Start at the line below containing "filename crates/rights_core/src/service/mod.rs" and stop at the line containing "pub use sharing::check_conservation;". Repeat every line of that stretch exactly, and nothing outside it.

----------------------------------------

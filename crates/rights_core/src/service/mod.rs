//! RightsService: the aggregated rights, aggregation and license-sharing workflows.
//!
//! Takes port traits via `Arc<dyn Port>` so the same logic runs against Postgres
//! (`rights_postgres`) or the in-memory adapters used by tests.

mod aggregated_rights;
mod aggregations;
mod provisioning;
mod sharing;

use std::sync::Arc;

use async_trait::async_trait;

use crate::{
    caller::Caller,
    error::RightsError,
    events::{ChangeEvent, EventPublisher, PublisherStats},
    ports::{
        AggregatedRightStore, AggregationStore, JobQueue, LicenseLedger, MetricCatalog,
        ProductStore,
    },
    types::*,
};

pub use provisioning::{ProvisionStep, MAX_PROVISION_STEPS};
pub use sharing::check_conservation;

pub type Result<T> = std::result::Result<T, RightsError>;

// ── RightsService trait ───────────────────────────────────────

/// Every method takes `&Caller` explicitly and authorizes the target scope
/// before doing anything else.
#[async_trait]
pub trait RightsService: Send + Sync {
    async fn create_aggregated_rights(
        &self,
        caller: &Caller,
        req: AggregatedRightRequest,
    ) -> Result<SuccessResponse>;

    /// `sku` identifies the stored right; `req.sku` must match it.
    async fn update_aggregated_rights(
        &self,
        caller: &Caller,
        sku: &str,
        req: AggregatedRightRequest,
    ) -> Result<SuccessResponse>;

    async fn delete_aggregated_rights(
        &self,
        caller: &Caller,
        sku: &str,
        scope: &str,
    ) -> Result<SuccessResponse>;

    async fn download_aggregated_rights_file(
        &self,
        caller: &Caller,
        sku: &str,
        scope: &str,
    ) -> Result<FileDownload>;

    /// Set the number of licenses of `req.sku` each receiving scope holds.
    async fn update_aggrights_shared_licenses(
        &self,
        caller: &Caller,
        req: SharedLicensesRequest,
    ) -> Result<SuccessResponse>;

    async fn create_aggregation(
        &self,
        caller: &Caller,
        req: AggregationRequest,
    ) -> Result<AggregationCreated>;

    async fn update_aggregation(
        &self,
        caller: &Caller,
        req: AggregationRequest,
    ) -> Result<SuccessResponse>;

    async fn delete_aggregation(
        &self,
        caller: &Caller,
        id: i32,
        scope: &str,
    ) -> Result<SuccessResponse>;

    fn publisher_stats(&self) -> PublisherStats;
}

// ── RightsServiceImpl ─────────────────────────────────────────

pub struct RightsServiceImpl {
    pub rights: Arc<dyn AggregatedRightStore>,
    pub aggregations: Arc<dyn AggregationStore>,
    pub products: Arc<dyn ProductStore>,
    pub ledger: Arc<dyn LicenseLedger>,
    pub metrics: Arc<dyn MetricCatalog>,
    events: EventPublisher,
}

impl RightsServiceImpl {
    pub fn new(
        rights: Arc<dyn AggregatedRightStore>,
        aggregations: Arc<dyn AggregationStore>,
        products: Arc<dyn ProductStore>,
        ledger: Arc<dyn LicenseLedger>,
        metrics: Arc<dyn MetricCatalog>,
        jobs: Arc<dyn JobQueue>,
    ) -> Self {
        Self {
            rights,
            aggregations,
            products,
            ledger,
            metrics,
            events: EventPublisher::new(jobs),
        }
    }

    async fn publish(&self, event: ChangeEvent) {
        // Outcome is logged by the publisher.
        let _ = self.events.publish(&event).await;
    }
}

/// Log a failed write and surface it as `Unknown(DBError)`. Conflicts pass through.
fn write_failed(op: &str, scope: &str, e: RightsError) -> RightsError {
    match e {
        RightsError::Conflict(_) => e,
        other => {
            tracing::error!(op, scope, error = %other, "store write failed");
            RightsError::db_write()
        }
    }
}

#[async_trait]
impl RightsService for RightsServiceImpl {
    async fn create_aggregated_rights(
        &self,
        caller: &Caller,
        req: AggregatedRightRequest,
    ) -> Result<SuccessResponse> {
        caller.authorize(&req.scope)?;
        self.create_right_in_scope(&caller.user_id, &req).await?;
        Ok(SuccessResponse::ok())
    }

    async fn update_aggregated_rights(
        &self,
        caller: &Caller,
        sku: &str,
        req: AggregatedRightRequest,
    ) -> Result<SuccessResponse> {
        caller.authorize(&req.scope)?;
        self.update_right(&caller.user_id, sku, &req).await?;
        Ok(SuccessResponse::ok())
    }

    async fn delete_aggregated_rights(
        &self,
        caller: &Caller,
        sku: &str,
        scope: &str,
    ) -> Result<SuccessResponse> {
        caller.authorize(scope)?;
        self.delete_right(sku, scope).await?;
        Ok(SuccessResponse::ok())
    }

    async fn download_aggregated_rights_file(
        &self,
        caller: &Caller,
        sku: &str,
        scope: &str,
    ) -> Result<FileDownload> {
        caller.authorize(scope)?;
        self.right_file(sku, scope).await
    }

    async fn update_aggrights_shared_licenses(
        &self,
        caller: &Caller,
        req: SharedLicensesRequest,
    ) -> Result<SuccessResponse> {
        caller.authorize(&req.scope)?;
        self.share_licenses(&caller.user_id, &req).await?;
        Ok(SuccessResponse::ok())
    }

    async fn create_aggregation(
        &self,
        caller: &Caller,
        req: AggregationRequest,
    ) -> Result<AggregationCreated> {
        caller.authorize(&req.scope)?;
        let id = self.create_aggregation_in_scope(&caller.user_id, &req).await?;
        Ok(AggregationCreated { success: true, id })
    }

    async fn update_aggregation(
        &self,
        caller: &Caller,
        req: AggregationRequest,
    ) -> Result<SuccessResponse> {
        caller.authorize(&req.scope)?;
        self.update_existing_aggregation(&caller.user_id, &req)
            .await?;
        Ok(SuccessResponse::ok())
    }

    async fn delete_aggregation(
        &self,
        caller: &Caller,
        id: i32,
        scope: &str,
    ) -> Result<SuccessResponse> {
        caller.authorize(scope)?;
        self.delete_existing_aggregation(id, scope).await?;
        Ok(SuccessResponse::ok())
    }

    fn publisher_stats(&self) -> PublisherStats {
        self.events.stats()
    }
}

----------------------------------------

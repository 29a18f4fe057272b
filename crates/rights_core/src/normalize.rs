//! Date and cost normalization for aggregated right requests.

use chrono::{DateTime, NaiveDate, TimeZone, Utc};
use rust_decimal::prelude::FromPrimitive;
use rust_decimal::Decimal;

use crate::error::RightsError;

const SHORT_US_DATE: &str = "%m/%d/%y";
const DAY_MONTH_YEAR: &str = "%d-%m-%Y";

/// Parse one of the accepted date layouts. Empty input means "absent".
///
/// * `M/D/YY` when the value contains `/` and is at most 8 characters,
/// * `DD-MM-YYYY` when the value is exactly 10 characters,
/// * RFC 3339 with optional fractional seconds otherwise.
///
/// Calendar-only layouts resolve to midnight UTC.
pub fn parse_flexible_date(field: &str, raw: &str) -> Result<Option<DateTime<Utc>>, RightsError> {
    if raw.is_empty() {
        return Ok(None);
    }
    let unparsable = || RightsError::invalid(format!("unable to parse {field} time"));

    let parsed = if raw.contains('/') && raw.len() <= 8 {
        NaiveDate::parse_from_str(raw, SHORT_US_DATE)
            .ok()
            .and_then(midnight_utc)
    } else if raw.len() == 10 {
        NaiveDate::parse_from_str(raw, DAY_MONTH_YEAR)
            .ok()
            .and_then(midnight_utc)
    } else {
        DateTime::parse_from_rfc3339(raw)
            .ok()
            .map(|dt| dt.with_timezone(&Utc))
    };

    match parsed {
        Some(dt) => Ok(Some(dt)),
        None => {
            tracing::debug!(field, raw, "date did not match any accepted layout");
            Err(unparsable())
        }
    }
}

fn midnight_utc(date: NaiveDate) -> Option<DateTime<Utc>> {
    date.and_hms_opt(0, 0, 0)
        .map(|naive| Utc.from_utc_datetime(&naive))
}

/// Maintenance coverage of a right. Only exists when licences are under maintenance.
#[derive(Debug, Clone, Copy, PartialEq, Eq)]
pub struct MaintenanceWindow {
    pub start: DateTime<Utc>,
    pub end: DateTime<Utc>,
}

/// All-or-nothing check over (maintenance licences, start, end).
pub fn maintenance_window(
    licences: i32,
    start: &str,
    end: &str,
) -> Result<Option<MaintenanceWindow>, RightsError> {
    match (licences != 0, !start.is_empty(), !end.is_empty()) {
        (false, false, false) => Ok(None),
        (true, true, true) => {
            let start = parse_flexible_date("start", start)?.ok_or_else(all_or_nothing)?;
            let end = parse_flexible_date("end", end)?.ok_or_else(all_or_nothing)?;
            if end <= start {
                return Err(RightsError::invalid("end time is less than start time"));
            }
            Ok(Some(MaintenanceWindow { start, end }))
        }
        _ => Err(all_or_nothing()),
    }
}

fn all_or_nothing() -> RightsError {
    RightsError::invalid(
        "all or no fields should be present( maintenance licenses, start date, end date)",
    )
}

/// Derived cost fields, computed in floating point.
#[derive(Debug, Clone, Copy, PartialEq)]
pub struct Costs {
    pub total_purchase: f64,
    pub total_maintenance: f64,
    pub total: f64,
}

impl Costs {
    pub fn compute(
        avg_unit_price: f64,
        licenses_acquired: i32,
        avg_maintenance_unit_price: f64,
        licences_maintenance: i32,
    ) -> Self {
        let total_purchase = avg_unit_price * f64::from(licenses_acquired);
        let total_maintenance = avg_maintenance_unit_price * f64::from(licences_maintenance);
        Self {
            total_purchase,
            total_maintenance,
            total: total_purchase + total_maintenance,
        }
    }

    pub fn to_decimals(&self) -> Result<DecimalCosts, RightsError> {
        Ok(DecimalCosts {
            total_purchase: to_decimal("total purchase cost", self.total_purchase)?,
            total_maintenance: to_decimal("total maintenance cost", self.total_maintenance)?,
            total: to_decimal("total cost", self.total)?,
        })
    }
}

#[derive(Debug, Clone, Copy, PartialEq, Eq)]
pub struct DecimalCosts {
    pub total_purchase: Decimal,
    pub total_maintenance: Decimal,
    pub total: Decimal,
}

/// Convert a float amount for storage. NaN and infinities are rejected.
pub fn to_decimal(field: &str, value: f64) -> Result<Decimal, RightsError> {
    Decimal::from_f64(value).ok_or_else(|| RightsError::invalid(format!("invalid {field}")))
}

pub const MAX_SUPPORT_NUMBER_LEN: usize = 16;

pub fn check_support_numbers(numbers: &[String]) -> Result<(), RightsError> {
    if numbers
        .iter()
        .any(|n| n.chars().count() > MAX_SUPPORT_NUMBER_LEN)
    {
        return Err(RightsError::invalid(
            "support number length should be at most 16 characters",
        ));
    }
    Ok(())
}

----------------------------------------

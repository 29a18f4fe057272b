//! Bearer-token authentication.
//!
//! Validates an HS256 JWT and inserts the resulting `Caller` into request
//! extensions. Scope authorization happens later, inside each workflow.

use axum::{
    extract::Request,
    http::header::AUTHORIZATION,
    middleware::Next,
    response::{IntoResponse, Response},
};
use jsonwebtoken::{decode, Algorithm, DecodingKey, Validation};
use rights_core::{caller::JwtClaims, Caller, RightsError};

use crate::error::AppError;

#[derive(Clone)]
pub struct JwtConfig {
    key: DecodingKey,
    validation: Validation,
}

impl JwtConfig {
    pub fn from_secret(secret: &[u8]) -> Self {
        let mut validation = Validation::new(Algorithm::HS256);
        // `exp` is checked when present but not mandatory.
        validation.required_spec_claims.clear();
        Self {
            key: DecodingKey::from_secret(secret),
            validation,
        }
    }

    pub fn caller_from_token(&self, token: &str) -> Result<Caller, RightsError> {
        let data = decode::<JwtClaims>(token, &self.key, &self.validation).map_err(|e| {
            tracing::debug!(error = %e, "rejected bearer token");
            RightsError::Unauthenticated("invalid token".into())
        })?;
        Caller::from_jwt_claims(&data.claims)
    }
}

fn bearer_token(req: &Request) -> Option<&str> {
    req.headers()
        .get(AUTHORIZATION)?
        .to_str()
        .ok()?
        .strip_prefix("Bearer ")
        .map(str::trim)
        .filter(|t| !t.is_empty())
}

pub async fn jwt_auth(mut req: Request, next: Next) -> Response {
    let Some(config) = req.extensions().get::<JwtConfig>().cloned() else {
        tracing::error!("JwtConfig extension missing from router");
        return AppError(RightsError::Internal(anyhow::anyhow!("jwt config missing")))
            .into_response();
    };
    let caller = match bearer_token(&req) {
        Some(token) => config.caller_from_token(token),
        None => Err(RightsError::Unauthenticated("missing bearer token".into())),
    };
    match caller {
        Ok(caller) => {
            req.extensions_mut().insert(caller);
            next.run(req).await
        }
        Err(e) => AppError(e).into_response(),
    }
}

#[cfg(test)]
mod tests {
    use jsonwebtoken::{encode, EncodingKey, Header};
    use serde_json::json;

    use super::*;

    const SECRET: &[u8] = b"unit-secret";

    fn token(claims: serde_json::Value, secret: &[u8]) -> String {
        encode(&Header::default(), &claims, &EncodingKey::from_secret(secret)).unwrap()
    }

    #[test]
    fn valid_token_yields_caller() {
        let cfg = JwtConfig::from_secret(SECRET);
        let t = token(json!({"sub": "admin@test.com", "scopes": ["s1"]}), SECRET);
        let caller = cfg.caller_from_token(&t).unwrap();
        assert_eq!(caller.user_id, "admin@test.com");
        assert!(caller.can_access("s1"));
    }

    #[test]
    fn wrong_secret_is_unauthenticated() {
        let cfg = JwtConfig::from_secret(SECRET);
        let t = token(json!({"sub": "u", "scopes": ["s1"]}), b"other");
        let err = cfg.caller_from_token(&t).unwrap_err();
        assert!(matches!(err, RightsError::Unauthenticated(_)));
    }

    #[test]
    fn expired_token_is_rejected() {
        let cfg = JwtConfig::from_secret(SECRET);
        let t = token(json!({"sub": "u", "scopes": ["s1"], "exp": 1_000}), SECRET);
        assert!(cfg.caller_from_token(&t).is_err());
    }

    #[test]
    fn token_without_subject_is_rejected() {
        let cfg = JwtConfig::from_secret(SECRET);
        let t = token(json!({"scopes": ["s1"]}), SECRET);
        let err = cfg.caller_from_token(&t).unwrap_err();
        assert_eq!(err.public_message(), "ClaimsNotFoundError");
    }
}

----------------------------------------

* Answer *
filename crates/rights_core/src/service/mod.rs
//! RightsService: the aggregated rights, aggregation and license-sharing workflows.
//!
//! Takes port traits via `Arc<dyn Port>` so the same logic runs against Postgres
//! (`rights_postgres`) or the in-memory adapters used by tests.

mod aggregated_rights;
mod aggregations;
mod provisioning;
mod sharing;

use std::sync::Arc;

use async_trait::async_trait;

use crate::{
    caller::Caller,
    error::RightsError,
    events::{ChangeEvent, EventPublisher, PublisherStats},
    ports::{
        AggregatedRightStore, AggregationStore, JobQueue, LicenseLedger, MetricCatalog,
        ProductStore,
    },
    types::*,
};

pub use provisioning::{ProvisionStep, MAX_PROVISION_STEPS};
pub use sharing::check_conservation;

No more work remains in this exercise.